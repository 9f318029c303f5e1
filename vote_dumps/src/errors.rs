use snafu::Snafu;

/// Errors that prevent a report or a heuristic from being computed.
///
/// - `Validation`: the time series breaks one of its structural rules
/// (missing candidate, shares out of bounds, non-positive totals, no leading
/// empty snapshot). This is fatal for the series at hand only.
///
/// - `Precondition`: a heuristic was called on a pair of snapshots it is not
/// defined for. On a validated series this points to a bug in the caller.
///
/// - `Json`, `Timestamp`, `UnknownMetric`: an external representation could
/// not be read.
#[derive(Debug, Snafu)]
#[snafu(visibility(pub(crate)))]
pub enum DumpError {
    #[snafu(display("invalid time series: {message}"))]
    Validation { message: String },

    #[snafu(display("heuristic precondition violated: {message}"))]
    Precondition { message: String },

    #[snafu(display("malformed JSON report: {source}"))]
    Json { source: serde_json::Error },

    #[snafu(display("malformed timestamp {value:?}: {source}"))]
    Timestamp {
        value: String,
        source: chrono::ParseError,
    },

    #[snafu(display("unknown report metric {name:?}"))]
    UnknownMetric { name: String },
}

pub type DumpResult<T> = Result<T, DumpError>;
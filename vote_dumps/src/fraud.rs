use log::{debug, info};
use rust_decimal::Decimal;
use serde::{Deserialize, Serialize};
use std::ops::{Add, AddAssign};

use crate::errors::*;
use crate::series::{SnapshotPair, TimeSeries};
use crate::snapshot::*;

const MARGIN_RATE: Decimal = Decimal::from_parts(49999, 0, 0, false, 8);
const MARGIN_BASE: Decimal = Decimal::from_parts(50, 0, 0, false, 0);

/// The number of votes below which a decrease is treated as noise:
/// `0.00049999 * total + 50`.
pub fn margin<S: SnapshotView>(snapshot: &S) -> Decimal {
    MARGIN_RATE * Decimal::from(snapshot.total_votes()) + MARGIN_BASE
}

/// Votes moved from one entity to another, as apportioned by `FindFraud`.
///
/// All the fields are non-negative.
#[derive(Eq, PartialEq, Debug, Clone, Copy, Serialize, Deserialize)]
pub struct VoteSwapData {
    #[serde(rename = "candidate1ToCandidate2")]
    pub candidate1_to_candidate2: Decimal,
    #[serde(rename = "candidate1ToThirdParty")]
    pub candidate1_to_third_party: Decimal,
    #[serde(rename = "candidate2ToCandidate1")]
    pub candidate2_to_candidate1: Decimal,
    #[serde(rename = "candidate2ToThirdParty")]
    pub candidate2_to_third_party: Decimal,
    #[serde(rename = "thirdPartyToCandidate1")]
    pub third_party_to_candidate1: Decimal,
    #[serde(rename = "thirdPartyToCandidate2")]
    pub third_party_to_candidate2: Decimal,
}

impl VoteSwapData {
    pub const EMPTY: VoteSwapData = VoteSwapData {
        candidate1_to_candidate2: Decimal::ZERO,
        candidate1_to_third_party: Decimal::ZERO,
        candidate2_to_candidate1: Decimal::ZERO,
        candidate2_to_third_party: Decimal::ZERO,
        third_party_to_candidate1: Decimal::ZERO,
        third_party_to_candidate2: Decimal::ZERO,
    };

    pub fn lost_by_candidate1(&self) -> Decimal {
        self.candidate1_to_candidate2 + self.candidate1_to_third_party
    }

    pub fn lost_by_candidate2(&self) -> Decimal {
        self.candidate2_to_candidate1 + self.candidate2_to_third_party
    }

    pub fn lost_by_third_party(&self) -> Decimal {
        self.third_party_to_candidate1 + self.third_party_to_candidate2
    }

    pub fn gained_by_candidate1(&self) -> Decimal {
        self.candidate2_to_candidate1 + self.third_party_to_candidate1
    }

    pub fn gained_by_candidate2(&self) -> Decimal {
        self.candidate1_to_candidate2 + self.third_party_to_candidate2
    }

    pub fn gained_by_third_party(&self) -> Decimal {
        self.candidate1_to_third_party + self.candidate2_to_third_party
    }

    pub fn total(&self) -> Decimal {
        self.lost_by_candidate1() + self.lost_by_candidate2() + self.lost_by_third_party()
    }
}

impl Default for VoteSwapData {
    fn default() -> Self {
        VoteSwapData::EMPTY
    }
}

impl Add for VoteSwapData {
    type Output = VoteSwapData;
    fn add(self, rhs: VoteSwapData) -> VoteSwapData {
        VoteSwapData {
            candidate1_to_candidate2: self.candidate1_to_candidate2 + rhs.candidate1_to_candidate2,
            candidate1_to_third_party: self.candidate1_to_third_party
                + rhs.candidate1_to_third_party,
            candidate2_to_candidate1: self.candidate2_to_candidate1 + rhs.candidate2_to_candidate1,
            candidate2_to_third_party: self.candidate2_to_third_party
                + rhs.candidate2_to_third_party,
            third_party_to_candidate1: self.third_party_to_candidate1
                + rhs.third_party_to_candidate1,
            third_party_to_candidate2: self.third_party_to_candidate2
                + rhs.third_party_to_candidate2,
        }
    }
}

impl AddAssign for VoteSwapData {
    fn add_assign(&mut self, rhs: VoteSwapData) {
        *self = *self + rhs;
    }
}

impl std::iter::Sum for VoteSwapData {
    fn sum<I: Iterator<Item = Self>>(iter: I) -> Self {
        iter.fold(VoteSwapData::EMPTY, |acc, x| acc + x)
    }
}

/// Splits `lost` between two gainers, in the given order, each receiving at most
/// what it gained.
///
/// `swaps_for_loser` only calls this when `lost` is at most the largest gain, so the
/// whole loss is always placed and the remainder below stays at zero.
fn apportion(lost: Decimal, gains: [Decimal; 2]) -> [Decimal; 2] {
    let mut remaining = lost;
    let mut res = [Decimal::ZERO; 2];
    for (slot, gain) in res.iter_mut().zip(gains) {
        if gain > Decimal::ZERO && remaining > Decimal::ZERO {
            let moved = remaining.min(gain);
            *slot = moved;
            remaining -= moved;
        }
    }
    if remaining > Decimal::ZERO {
        debug!("apportion: {} votes left unattributed", remaining);
    }
    res
}

/// The swap for one losing entity.
///
/// `loser_delta` is the change of the loser, `gains` the changes of the two other
/// entities in the order they are served. Returns `None` when the loss is within the
/// margin, when nobody gained, or when the loss is larger than the largest gain.
fn swaps_for_loser(
    loser_delta: Decimal,
    gains: [Decimal; 2],
    margin: Decimal,
) -> Option<[Decimal; 2]> {
    let lost = -loser_delta;
    if lost <= margin {
        return None;
    }
    let best_gain = gains[0].max(gains[1]);
    if best_gain <= Decimal::ZERO || lost > best_gain {
        return None;
    }
    Some(apportion(lost, gains))
}

/// Looks for votes lost by one entity and gained at the same time by another.
///
/// The apportionment order is fixed: a losing candidate gives to the other candidate
/// before the third party. For a losing third party, the bias flag decides which
/// candidate is served first: with `biased_against_candidate1`, candidate 1 is.
#[derive(Eq, PartialEq, Debug, Clone)]
pub struct FindFraud {
    candidate1: Candidate,
    candidate2: Candidate,
    biased_against_candidate1: bool,
}

impl FindFraud {
    pub fn new(
        candidate1: &Candidate,
        candidate2: &Candidate,
        biased_against_candidate1: bool,
    ) -> FindFraud {
        FindFraud {
            candidate1: candidate1.clone(),
            candidate2: candidate2.clone(),
            biased_against_candidate1,
        }
    }

    pub fn is_biased_against_candidate1(&self) -> bool {
        self.biased_against_candidate1
    }

    /// The same heuristic, with the bias flag flipped.
    pub fn swap_bias(&self) -> FindFraud {
        FindFraud {
            biased_against_candidate1: !self.biased_against_candidate1,
            ..self.clone()
        }
    }

    pub fn having_bias_against_candidate1(&self) -> FindFraud {
        FindFraud {
            biased_against_candidate1: true,
            ..self.clone()
        }
    }

    pub fn having_bias_against_candidate2(&self) -> FindFraud {
        FindFraud {
            biased_against_candidate1: false,
            ..self.clone()
        }
    }

    pub fn apply<S: SnapshotView>(&self, prev: &S, curr: &S) -> DumpResult<VoteSwapData> {
        check_heuristic_pair(prev, curr)?;
        let (c1, c2) = (&self.candidate1, &self.candidate2);
        let margin = margin(prev);

        let delta1 = curr.exact_votes(c1) - prev.exact_votes(c1);
        let delta2 = curr.exact_votes(c2) - prev.exact_votes(c2);
        let delta3 = curr.exact_third_party_votes(c1, c2) - prev.exact_third_party_votes(c1, c2);

        let mut res = VoteSwapData::EMPTY;
        if let Some([to2, to3]) = swaps_for_loser(delta1, [delta2, delta3], margin) {
            res.candidate1_to_candidate2 = to2;
            res.candidate1_to_third_party = to3;
        }
        if let Some([to1, to3]) = swaps_for_loser(delta2, [delta1, delta3], margin) {
            res.candidate2_to_candidate1 = to1;
            res.candidate2_to_third_party = to3;
        }
        if self.biased_against_candidate1 {
            if let Some([to1, to2]) = swaps_for_loser(delta3, [delta1, delta2], margin) {
                res.third_party_to_candidate1 = to1;
                res.third_party_to_candidate2 = to2;
            }
        } else if let Some([to2, to1]) = swaps_for_loser(delta3, [delta2, delta1], margin) {
            res.third_party_to_candidate1 = to1;
            res.third_party_to_candidate2 = to2;
        }

        if res != VoteSwapData::EMPTY {
            debug!(
                "FindFraud::apply: {} -> {} (margin {}): {:?}",
                prev.timestamp(),
                curr.timestamp(),
                margin,
                res
            );
        }
        Ok(res)
    }

    /// Sums the heuristic over all the adjacent non-empty pairs of a series.
    pub fn over_series(&self, series: &TimeSeries) -> DumpResult<VoteSwapData> {
        series.validate(&self.candidate1, &self.candidate2)?;
        self.over_pairs(&series.non_empty_pairs())
    }

    /// Sums the heuristic over pairs taken from a series that was already validated.
    pub fn over_pairs(&self, pairs: &[SnapshotPair<'_>]) -> DumpResult<VoteSwapData> {
        let mut total = VoteSwapData::EMPTY;
        for (prev, curr) in pairs.iter() {
            total += self.apply(*prev, *curr)?;
        }
        info!(
            "FindFraud::over_pairs: biased against candidate 1: {}: {:?}",
            self.biased_against_candidate1, total
        );
        Ok(total)
    }
}
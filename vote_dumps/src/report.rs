use std::str::FromStr;

use chrono::{DateTime, FixedOffset};
use log::{debug, info};
use rust_decimal::{Decimal, RoundingStrategy};
use serde::{Deserialize, Serialize};
use snafu::ResultExt;

use crate::errors::*;
use crate::series::TimeSeries;
use crate::snapshot::*;

/// Number of decimal places kept in a report.
pub const REPORT_DECIMALS: u32 = 3;

/// Rounds an exact value for presentation in a report, always with the same number
/// of decimal places.
pub fn present(value: Decimal) -> Decimal {
    let mut res =
        value.round_dp_with_strategy(REPORT_DECIMALS, RoundingStrategy::MidpointAwayFromZero);
    res.rescale(REPORT_DECIMALS);
    res
}

/// The three series of numbers in a report entry.
#[derive(Eq, PartialEq, Debug, Clone, Copy, Hash)]
pub enum Bucket {
    Candidate1,
    Candidate2,
    ThirdParty,
}

impl Bucket {
    pub const ALL: [Bucket; 3] = [Bucket::Candidate1, Bucket::Candidate2, Bucket::ThirdParty];

    fn key(&self) -> &'static str {
        match self {
            Bucket::Candidate1 => "candidate1",
            Bucket::Candidate2 => "candidate2",
            Bucket::ThirdParty => "thirdParty",
        }
    }
}

/// The numbers of one candidate (or of the third party) in a report entry.
#[derive(Eq, PartialEq, Debug, Clone, Serialize, Deserialize)]
pub struct CandidateData {
    pub candidate: Candidate,
    #[serde(rename = "voteShare")]
    pub vote_share: Decimal,
    #[serde(rename = "totalVotes")]
    pub total_votes: Decimal,
    #[serde(rename = "deltaVotes")]
    pub delta_votes: Decimal,
    #[serde(rename = "deltaVoteShare")]
    pub delta_vote_share: Decimal,
}

/// One line of a report: a snapshot compared to the one before it.
#[derive(Eq, PartialEq, Debug, Clone, Serialize, Deserialize)]
pub struct ReportEntry {
    #[serde(rename = "originalIndex")]
    pub original_index: usize,
    pub timestamp: DateTime<FixedOffset>,
    #[serde(rename = "deltaSecondsFromPrev")]
    pub delta_seconds_from_prev: i64,
    #[serde(rename = "totalVotes")]
    pub total_votes: i64,
    #[serde(rename = "deltaVotesFromPrev")]
    pub delta_votes_from_prev: i64,
    pub candidate1: CandidateData,
    pub candidate2: CandidateData,
    #[serde(rename = "thirdParty")]
    pub third_party: CandidateData,
}

impl ReportEntry {
    pub fn data(&self, bucket: Bucket) -> &CandidateData {
        match bucket {
            Bucket::Candidate1 => &self.candidate1,
            Bucket::Candidate2 => &self.candidate2,
            Bucket::ThirdParty => &self.third_party,
        }
    }
}

// Unrounded figures for one bucket.
struct ExactData {
    share: Decimal,
    total: Decimal,
    delta: Decimal,
    delta_share: Decimal,
}

impl ExactData {
    fn present(&self, candidate: &Candidate) -> CandidateData {
        CandidateData {
            candidate: candidate.clone(),
            vote_share: present(self.share),
            total_votes: present(self.total),
            delta_votes: present(self.delta),
            delta_vote_share: present(self.delta_share),
        }
    }
}

/// The share of the new votes that went to one bucket. Zero when no vote was added.
fn delta_share(delta: Decimal, delta_votes: i64) -> Decimal {
    if delta_votes == 0 {
        Decimal::ZERO
    } else {
        delta / Decimal::from(delta_votes)
    }
}

fn candidate_exact(prev: &IndexedSnapshot, curr: &IndexedSnapshot, c: &Candidate) -> ExactData {
    let delta = curr.exact_votes(c) - prev.exact_votes(c);
    ExactData {
        share: curr.vote_share(c),
        total: curr.exact_votes(c),
        delta,
        delta_share: delta_share(delta, curr.total_votes() - prev.total_votes()),
    }
}

fn derive_entry(
    prev: &IndexedSnapshot,
    curr: &IndexedSnapshot,
    c1: &Candidate,
    c2: &Candidate,
) -> ReportEntry {
    let data1 = candidate_exact(prev, curr, c1);
    let data2 = candidate_exact(prev, curr, c2);
    // The third party is always the complement of the two candidates, including
    // for the delta vote share.
    let third = ExactData {
        share: curr.third_party_share(c1, c2),
        total: curr.exact_third_party_votes(c1, c2),
        delta: curr.exact_third_party_votes(c1, c2) - prev.exact_third_party_votes(c1, c2),
        delta_share: Decimal::ONE - data1.delta_share - data2.delta_share,
    };
    ReportEntry {
        original_index: curr.index(),
        timestamp: curr.timestamp(),
        delta_seconds_from_prev: (curr.timestamp() - prev.timestamp()).num_seconds(),
        total_votes: curr.total_votes(),
        delta_votes_from_prev: curr.total_votes() - prev.total_votes(),
        candidate1: data1.present(c1),
        candidate2: data2.present(c2),
        third_party: third.present(&Candidate::third_party()),
    }
}

/// A named quantity of a report entry, used to sort reports.
#[derive(Eq, PartialEq, Debug, Clone, Copy)]
pub enum Metric {
    TotalVotes,
    DeltaVotes,
    DeltaSeconds,
    VoteShare(Bucket),
    DeltaVotesOf(Bucket),
    DeltaVoteShare(Bucket),
}

impl Metric {
    pub fn value(&self, entry: &ReportEntry) -> Decimal {
        match self {
            Metric::TotalVotes => Decimal::from(entry.total_votes),
            Metric::DeltaVotes => Decimal::from(entry.delta_votes_from_prev),
            Metric::DeltaSeconds => Decimal::from(entry.delta_seconds_from_prev),
            Metric::VoteShare(b) => entry.data(*b).vote_share,
            Metric::DeltaVotesOf(b) => entry.data(*b).delta_votes,
            Metric::DeltaVoteShare(b) => entry.data(*b).delta_vote_share,
        }
    }
}

/// Parses `totalVotes`, `deltaVotes`, `deltaSeconds` or `<bucket>.<field>` where the
/// bucket is `candidate1`, `candidate2` or `thirdParty` and the field is `voteShare`,
/// `deltaVotes` or `deltaVoteShare`.
impl FromStr for Metric {
    type Err = DumpError;

    fn from_str(s: &str) -> Result<Metric, DumpError> {
        let unknown = || UnknownMetricSnafu { name: s }.fail();
        match s.split_once('.') {
            None => match s {
                "totalVotes" => Ok(Metric::TotalVotes),
                "deltaVotes" => Ok(Metric::DeltaVotes),
                "deltaSeconds" => Ok(Metric::DeltaSeconds),
                _ => unknown(),
            },
            Some((bucket, field)) => {
                let b = match Bucket::ALL.iter().find(|b| b.key() == bucket) {
                    Some(b) => *b,
                    None => return unknown(),
                };
                match field {
                    "voteShare" => Ok(Metric::VoteShare(b)),
                    "deltaVotes" => Ok(Metric::DeltaVotesOf(b)),
                    "deltaVoteShare" => Ok(Metric::DeltaVoteShare(b)),
                    _ => unknown(),
                }
            }
        }
    }
}

/// The per-dump view of a time series, for two tracked candidates.
#[derive(Eq, PartialEq, Debug, Clone, Serialize, Deserialize)]
pub struct Report {
    candidate1: Candidate,
    candidate2: Candidate,
    entries: Vec<ReportEntry>,
}

impl Report {
    pub fn new(
        candidate1: &Candidate,
        candidate2: &Candidate,
        entries: Vec<ReportEntry>,
    ) -> Report {
        Report {
            candidate1: candidate1.clone(),
            candidate2: candidate2.clone(),
            entries,
        }
    }

    /// Validates the series and derives one entry for each of its non-empty snapshots,
    /// compared to the previous non-empty one (or to the leading empty snapshot).
    pub fn from_series(
        series: &TimeSeries,
        candidate1: &Candidate,
        candidate2: &Candidate,
    ) -> DumpResult<Report> {
        series.validate(candidate1, candidate2)?;
        let entries: Vec<ReportEntry> = series
            .report_pairs()
            .into_iter()
            .map(|(prev, curr)| derive_entry(prev, curr, candidate1, candidate2))
            .collect();
        info!(
            "Report::from_series: {} entries from {} snapshots",
            entries.len(),
            series.len()
        );
        Ok(Report::new(candidate1, candidate2, entries))
    }

    pub fn candidate1(&self) -> &Candidate {
        &self.candidate1
    }

    pub fn candidate2(&self) -> &Candidate {
        &self.candidate2
    }

    pub fn entries(&self) -> &[ReportEntry] {
        &self.entries
    }

    pub fn len(&self) -> usize {
        self.entries.len()
    }

    pub fn is_empty(&self) -> bool {
        self.entries.is_empty()
    }

    /// A copy of the report, sorted by decreasing value of the metric.
    ///
    /// The sort is stable. The result is not in chronological order anymore.
    pub fn sort_by_desc<F>(&self, metric: F) -> Report
    where
        F: Fn(&ReportEntry) -> Decimal,
    {
        let mut entries = self.entries.clone();
        entries.sort_by(|a, b| metric(b).cmp(&metric(a)));
        Report {
            entries,
            ..self.clone()
        }
    }

    pub fn sort_by_metric(&self, metric: Metric) -> Report {
        debug!("sort_by_metric: {:?}", metric);
        self.sort_by_desc(|e| metric.value(e))
    }

    pub fn to_json(&self) -> DumpResult<String> {
        serde_json::to_string_pretty(self).context(JsonSnafu {})
    }

    /// Reads a report back. Annotations, if present, are ignored.
    pub fn from_json(s: &str) -> DumpResult<Report> {
        serde_json::from_str(s).context(JsonSnafu {})
    }
}
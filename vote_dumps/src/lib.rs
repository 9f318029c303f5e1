/*!
Reports and heuristics over the successive vote dumps of a single contest.

A [`TimeSeries`] of cumulative [`Snapshot`]s is turned into a [`Report`] with one entry
per dump, which can then be sorted by a [`Metric`] or annotated with [`annotate()`].
[`LostVotes`] and [`FindFraud`] are evaluated on pairs of consecutive dumps.

See the [manual] for the meaning of all the quantities.
*/

mod annotate;
pub mod builder;
mod errors;
mod fraud;
mod lost_votes;
pub mod manual;
mod report;
mod series;
mod snapshot;

pub use crate::annotate::*;
pub use crate::errors::*;
pub use crate::fraud::*;
pub use crate::lost_votes::*;
pub use crate::report::*;
pub use crate::series::*;
pub use crate::snapshot::*;
use std::collections::BTreeMap;
use std::fmt::Display;

use chrono::{DateTime, FixedOffset};
use log::debug;
use rust_decimal::prelude::ToPrimitive;
use rust_decimal::{Decimal, RoundingStrategy};
use serde::{Deserialize, Serialize};
use snafu::ensure;

use crate::errors::*;

const THIRD_PARTY_KEY: &str = "other";

/// The identifier of a candidate, as found in the vote dumps (for example `bidenj`).
///
/// The key `other` is reserved: it stands for all the candidates that are not tracked
/// in a report, combined.
#[derive(Eq, PartialEq, Debug, Clone, Hash, Ord, PartialOrd, Serialize, Deserialize)]
#[serde(transparent)]
pub struct Candidate(String);

impl Candidate {
    pub fn new(name: &str) -> Candidate {
        Candidate(name.to_string())
    }

    /// The sentinel for "all the other candidates".
    pub fn third_party() -> Candidate {
        Candidate(THIRD_PARTY_KEY.to_string())
    }

    pub fn is_third_party(&self) -> bool {
        self.0 == THIRD_PARTY_KEY
    }

    pub fn name(&self) -> &str {
        self.0.as_str()
    }
}

impl Display for Candidate {
    fn fmt(&self, f: &mut std::fmt::Formatter<'_>) -> std::fmt::Result {
        write!(f, "{}", self.0)
    }
}

impl From<&str> for Candidate {
    fn from(name: &str) -> Candidate {
        Candidate::new(name)
    }
}

/// Rounds an exact vote count to a whole number of votes, half up.
pub fn round_votes(exact: Decimal) -> i64 {
    let rounded = exact.round_dp_with_strategy(0, RoundingStrategy::MidpointAwayFromZero);
    rounded.to_i64().unwrap_or(if rounded.is_sign_negative() {
        i64::MIN
    } else {
        i64::MAX
    })
}

fn share_in_bounds(share: Decimal) -> bool {
    share >= Decimal::ZERO && share <= Decimal::ONE
}

/// Read-only access to the content of a vote dump.
///
/// Implemented both by the bare `Snapshot` and by `IndexedSnapshot`, which remembers
/// the position of the dump in its input.
pub trait SnapshotView {
    fn vote_shares(&self) -> &BTreeMap<Candidate, Decimal>;
    fn total_votes(&self) -> i64;
    fn timestamp(&self) -> DateTime<FixedOffset>;

    /// An empty snapshot has no votes at all. Time series start with one.
    fn is_empty(&self) -> bool {
        self.total_votes() == 0
    }

    fn has_candidate(&self, candidate: &Candidate) -> bool {
        self.vote_shares().contains_key(candidate)
    }

    /// The share of the candidate, or zero if the candidate does not appear.
    fn vote_share(&self, candidate: &Candidate) -> Decimal {
        self.vote_shares()
            .get(candidate)
            .cloned()
            .unwrap_or(Decimal::ZERO)
    }

    fn shares_sum(&self) -> Decimal {
        self.vote_shares().values().cloned().sum()
    }

    /// All the shares are in [0, 1] and so is their sum.
    fn shares_in_bounds(&self) -> bool {
        self.vote_shares().values().all(|s| share_in_bounds(*s))
            && share_in_bounds(self.shares_sum())
    }

    /// The unrounded number of votes of the candidate.
    fn exact_votes(&self, candidate: &Candidate) -> Decimal {
        self.vote_share(candidate) * Decimal::from(self.total_votes())
    }

    fn votes_for(&self, candidate: &Candidate) -> i64 {
        round_votes(self.exact_votes(candidate))
    }

    /// The share left to everyone but the two given candidates.
    fn third_party_share(&self, candidate1: &Candidate, candidate2: &Candidate) -> Decimal {
        Decimal::ONE - self.vote_share(candidate1) - self.vote_share(candidate2)
    }

    fn exact_third_party_votes(&self, candidate1: &Candidate, candidate2: &Candidate) -> Decimal {
        self.third_party_share(candidate1, candidate2) * Decimal::from(self.total_votes())
    }
}

/// One vote dump: the cumulative state of the count at a point in time.
#[derive(Eq, PartialEq, Debug, Clone)]
pub struct Snapshot {
    vote_shares: BTreeMap<Candidate, Decimal>,
    total_votes: i64,
    timestamp: DateTime<FixedOffset>,
}

impl Snapshot {
    pub fn new(
        vote_shares: BTreeMap<Candidate, Decimal>,
        total_votes: i64,
        timestamp: DateTime<FixedOffset>,
    ) -> Snapshot {
        Snapshot {
            vote_shares,
            total_votes,
            timestamp,
        }
    }

    /// A snapshot without any vote.
    pub fn empty(timestamp: DateTime<FixedOffset>) -> Snapshot {
        Snapshot::new(BTreeMap::new(), 0, timestamp)
    }
}

impl SnapshotView for Snapshot {
    fn vote_shares(&self) -> &BTreeMap<Candidate, Decimal> {
        &self.vote_shares
    }

    fn total_votes(&self) -> i64 {
        self.total_votes
    }

    fn timestamp(&self) -> DateTime<FixedOffset> {
        self.timestamp
    }
}

/// A snapshot together with its zero-based position in the input.
#[derive(Eq, PartialEq, Debug, Clone)]
pub struct IndexedSnapshot {
    index: usize,
    snapshot: Snapshot,
}

impl IndexedSnapshot {
    pub fn new(index: usize, snapshot: Snapshot) -> IndexedSnapshot {
        IndexedSnapshot { index, snapshot }
    }

    pub fn index(&self) -> usize {
        self.index
    }

    pub fn snapshot(&self) -> &Snapshot {
        &self.snapshot
    }
}

impl SnapshotView for IndexedSnapshot {
    fn vote_shares(&self) -> &BTreeMap<Candidate, Decimal> {
        self.snapshot.vote_shares()
    }

    fn total_votes(&self) -> i64 {
        self.snapshot.total_votes()
    }

    fn timestamp(&self) -> DateTime<FixedOffset> {
        self.snapshot.timestamp()
    }
}

/// Checks the conditions shared by the pairwise heuristics: both snapshots carry votes,
/// their shares are in bounds and they are in temporal order.
pub(crate) fn check_heuristic_pair<S: SnapshotView>(prev: &S, curr: &S) -> DumpResult<()> {
    for (label, s) in [("previous", prev), ("current", curr)] {
        ensure!(
            s.shares_in_bounds(),
            PreconditionSnafu {
                message: format!("{} snapshot has vote shares out of bounds", label),
            }
        );
        ensure!(
            s.total_votes() > 0,
            PreconditionSnafu {
                message: format!(
                    "{} snapshot has a non-positive vote total {}",
                    label,
                    s.total_votes()
                ),
            }
        );
    }
    ensure!(
        prev.timestamp() <= curr.timestamp(),
        PreconditionSnafu {
            message: format!(
                "snapshots out of order: {} is after {}",
                prev.timestamp(),
                curr.timestamp()
            ),
        }
    );
    debug!(
        "check_heuristic_pair: {} -> {} ok",
        prev.timestamp(),
        curr.timestamp()
    );
    Ok(())
}
/*!

This is the long-form manual for `vote_dumps` and `votedumps`.

## Input format

The command line tool reads one JSON file per contest, in the shape published by
the election night feeds:

```json
{"data": {"races": [{"state_name": "Georgia",
  "timeseries": [
    {"vote_shares": {}, "votes": 0, "timestamp": "2020-11-03T23:00:00Z"},
    {"vote_shares": {"bidenj": 0.601, "trumpd": 0.381}, "votes": 4131,
     "timestamp": "2020-11-04T00:03:07Z"}
  ]}]}}
```

Only the first race of a file is read. Vote shares are read as exact decimals from their
JSON text. The first element of the time series must be empty (no votes).

Each element of `timeseries` is a *snapshot*: a cumulative count at some point in time.
Its position in the list is its *index*, which is carried to every derived record.

## Reports

A report has one entry for each non-empty snapshot, compared with the previous non-empty
snapshot (or with the leading empty snapshot for the first entry). For each of the two
tracked candidates and for the third party (everyone else, key `other`) an entry gives
the vote share, the number of votes, the change in votes and the share of the new votes
that went to this candidate (`deltaVoteShare`, zero when no vote was added).

The third party numbers are always computed as the complement of the two candidates.
In particular, the third party `deltaVoteShare` is `1 - candidate1 - candidate2`, which
is `1` when no vote was added.

All the numbers are computed exactly and rounded to 3 decimal places in the report.

Reports can be sorted by decreasing value of one metric (`--sort-by`):

* `totalVotes`, `deltaVotes`, `deltaSeconds`
* `candidate1.<field>`, `candidate2.<field>`, `thirdParty.<field>` with `<field>` one of
  `voteShare`, `deltaVotes`, `deltaVoteShare`

## Annotations

With `--annotate`, every entry lists the counts that are negative or zero (for the
entry total and for each candidate), and the report lists the runs of consecutive
entries where a candidate got exactly the same `deltaVoteShare`.

## Lost votes

Between two consecutive non-empty snapshots, votes are counted as *lost* when the total
decreased, both candidates' votes decreased and both of their shares moved by more than
0.001. The amounts reported are the signed changes: they are negative.

## Vote swaps

Between two consecutive non-empty snapshots, a decrease of more than
`0.00049999 * total + 50` votes for one entity is matched against the simultaneous gains
of the other two entities, provided that the loss is not larger than the largest gain.
A losing candidate gives to the other candidate first, then to the third party.
A losing third party gives first to the candidate the analysis is biased against:
`votedumps swaps` prints the result for both choices.

These are fixed numerical rules. They flag patterns in the data, they do not establish
that anything wrong happened.

*/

__Task requirements__.
Repeat, exactly and only, the lines from the beginning of the material through the line that contains "const MARGIN_RATE: Decimal".

__Problem solution__.
repository 9f318029c303f5e1
filename vote_dumps/src/errors.rs
use snafu::Snafu;

/// Errors that prevent a report or a heuristic from being computed.
///
/// - `Validation`: the time series breaks one of its structural rules
/// (missing candidate, shares out of bounds, non-positive totals, no leading
/// empty snapshot). This is fatal for the series at hand only.
///
/// - `Precondition`: a heuristic was called on a pair of snapshots it is not
/// defined for. On a validated series this points to a bug in the caller.
///
/// - `Json`, `Timestamp`, `UnknownMetric`: an external representation could
/// not be read.
#[derive(Debug, Snafu)]
#[snafu(visibility(pub(crate)))]
pub enum DumpError {
    #[snafu(display("invalid time series: {message}"))]
    Validation { message: String },

    #[snafu(display("heuristic precondition violated: {message}"))]
    Precondition { message: String },

    #[snafu(display("malformed JSON report: {source}"))]
    Json { source: serde_json::Error },

    #[snafu(display("malformed timestamp {value:?}: {source}"))]
    Timestamp {
        value: String,
        source: chrono::ParseError,
    },

    #[snafu(display("unknown report metric {name:?}"))]
    UnknownMetric { name: String },
}

pub type DumpResult<T> = Result<T, DumpError>;
filename vote_dumps/src/fraud.rs
use log::{debug, info};
use rust_decimal::Decimal;
use serde::{Deserialize, Serialize};
use std::ops::{Add, AddAssign};

use crate::errors::*;
use crate::series::{SnapshotPair, TimeSeries};
use crate::snapshot::*;

const MARGIN_RATE: Decimal = Decimal::from_parts(49999, 0, 0, false, 8);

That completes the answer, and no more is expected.